Yeah okay, but I still want to know how do I help my BPD ex?
If after doing your own work you still want to help an abusive BPD, NPD or HPD ex, have you considered how an ongoing “helping” relationship with your BPD ex may impact a potential new relationship? [To clarify, by doing your own work I mean at least 20 therapy sessions with a psychologist who has expertise in this area.] It’s unlikely that many emotionally stable women with good boundaries will have interest in dating a man who’s still playing hero to an unstable, destructive ex.
Furthermore, a hypothetical future emotionally stable woman would be right not to pursue a relationship with you if you’re still mixed up with the BPD ex. I’ve supported many female clients in ending relationships with men who don’t have good boundaries with with disordered exes. This is especially true for men who don’t share kids with their exes.
If after considering how your desire to help the BPD ex will impact your ability to date and move on you still want to help the BPD ex, I suggest learning about tough love principles. Establish clear and firm boundaries and a no enabling policy.
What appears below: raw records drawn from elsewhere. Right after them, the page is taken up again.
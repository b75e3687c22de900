//! In-memory object graph consumed by the analysis engine.
//!
//! The graph is the materialized form of a heap snapshot: a dense array of
//! nodes carrying shallow size and type, ordered outgoing references packed
//! into one flat edge array, a type table mapping type ids to display names,
//! and a single designated root node anchoring reachability.

use crate::utils::error::SnapshotError;

/// Dense node identifier: an index into the graph's node arrays.
pub type NodeIndex = u32;

/// Identifier of an entry in the graph's type table.
pub type TypeId = u32;

/// Read-only object graph.
///
/// Edges are stored in compressed sparse row form: the outgoing references
/// of node `n` are `edge_targets[first_edge[n]..first_edge[n + 1]]`, in
/// snapshot order. Edge order is part of the contract: retention-tree
/// construction visits edges in this order, so the same graph always yields
/// the same tree, while a reordered edge list may legitimately yield a
/// different one.
#[derive(Debug, Clone)]
pub struct ObjectGraph {
    sizes: Vec<u64>,
    type_ids: Vec<TypeId>,
    first_edge: Vec<usize>,
    edge_targets: Vec<NodeIndex>,
    type_names: Vec<String>,
    root: NodeIndex,
}

impl ObjectGraph {
    /// Start building a graph node by node.
    pub fn builder() -> GraphBuilder {
        GraphBuilder::new()
    }

    /// Number of nodes, reachable or not.
    pub fn node_count(&self) -> usize {
        self.sizes.len()
    }

    /// Number of entries in the type table.
    pub fn type_count(&self) -> usize {
        self.type_names.len()
    }

    /// The designated root node.
    pub fn root(&self) -> NodeIndex {
        self.root
    }

    /// Shallow size of a node in bytes.
    pub fn size_of(&self, node: NodeIndex) -> u64 {
        self.sizes[node as usize]
    }

    /// Type table id of a node.
    pub fn type_of(&self, node: NodeIndex) -> TypeId {
        self.type_ids[node as usize]
    }

    /// Display name of a type table entry.
    pub fn name_of(&self, type_id: TypeId) -> &str {
        &self.type_names[type_id as usize]
    }

    /// Display name of a node's type.
    pub fn type_name(&self, node: NodeIndex) -> &str {
        self.name_of(self.type_of(node))
    }

    /// Outgoing references of a node, in snapshot order.
    pub fn edges_of(&self, node: NodeIndex) -> &[NodeIndex] {
        let n = node as usize;
        &self.edge_targets[self.first_edge[n]..self.first_edge[n + 1]]
    }
}

/// Incremental [`ObjectGraph`] construction with validation at the end.
///
/// Types and nodes are handed out sequential ids in insertion order. Edges
/// may reference nodes that have not been added yet; all bounds are checked
/// once in [`GraphBuilder::build`].
#[derive(Debug, Default)]
pub struct GraphBuilder {
    type_names: Vec<String>,
    sizes: Vec<u64>,
    type_ids: Vec<TypeId>,
    edges: Vec<Vec<NodeIndex>>,
    root: Option<NodeIndex>,
}

impl GraphBuilder {
    pub fn new() -> Self {
        Self::default()
    }

    /// Register a type name, returning its id.
    pub fn add_type(&mut self, name: impl Into<String>) -> TypeId {
        let id = self.type_names.len() as TypeId;
        self.type_names.push(name.into());
        id
    }

    /// Add a node with no edges yet, returning its index.
    pub fn add_node(&mut self, type_id: TypeId, size: u64) -> NodeIndex {
        let index = self.sizes.len() as NodeIndex;
        self.sizes.push(size);
        self.type_ids.push(type_id);
        self.edges.push(Vec::new());
        index
    }

    /// Append an outgoing reference to an already-added node. The target
    /// may be a node added later; it is bounds-checked in `build`.
    pub fn add_edge(&mut self, from: NodeIndex, to: NodeIndex) {
        self.edges[from as usize].push(to);
    }

    /// Designate the root node.
    pub fn set_root(&mut self, node: NodeIndex) {
        self.root = Some(node);
    }

    /// Validate all ids and assemble the packed graph.
    pub fn build(self) -> Result<ObjectGraph, SnapshotError> {
        let node_count = self.sizes.len();

        if node_count > NodeIndex::MAX as usize {
            return Err(SnapshotError::Malformed(format!(
                "too many nodes ({node_count})"
            )));
        }

        let root = match self.root {
            Some(root) if (root as usize) < node_count => root,
            Some(root) => {
                return Err(SnapshotError::Malformed(format!(
                    "root index {root} out of bounds ({node_count} nodes)"
                )))
            }
            None => return Err(SnapshotError::Malformed("no root node designated".into())),
        };

        for (node, &type_id) in self.type_ids.iter().enumerate() {
            if type_id as usize >= self.type_names.len() {
                return Err(SnapshotError::Malformed(format!(
                    "node {node} references missing type {type_id}"
                )));
            }
        }

        let mut first_edge = Vec::with_capacity(node_count + 1);
        let mut edge_targets = Vec::new();
        for (node, targets) in self.edges.iter().enumerate() {
            first_edge.push(edge_targets.len());
            for &target in targets {
                if target as usize >= node_count {
                    return Err(SnapshotError::Malformed(format!(
                        "node {node} references missing node {target}"
                    )));
                }
                edge_targets.push(target);
            }
        }
        first_edge.push(edge_targets.len());

        Ok(ObjectGraph {
            sizes: self.sizes,
            type_ids: self.type_ids,
            first_edge,
            edge_targets,
            type_names: self.type_names,
            root,
        })
    }
}
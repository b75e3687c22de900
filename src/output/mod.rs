//! Output writers for rendered reports.
//!
//! Reports leave the engine as structured [`Report`](crate::report::Report)
//! values; this module turns them into markdown text on stdout or disk.

pub mod markdown;

// Re-export main functions
pub use markdown::{format_number, render, write_report};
However, don’t forget, most personality disordered individuals experience things like boundaries, consequences, accountability and facts as abuse, victim-blaming and coercive control. So, in your efforts to help, you’ll likely be portrayed as a narcissistic abuser.
Lastly, continue working with a therapist if you really are determined to do this. First, to keep yourself accountable regarding your intentions. Second, to be better able to discern your issues vs. the BPD ex’s issues. Third, you’re not your ex’s family, her therapist or her caseworker. If you’re voluntarily signing up for this, you have issues you need to work on.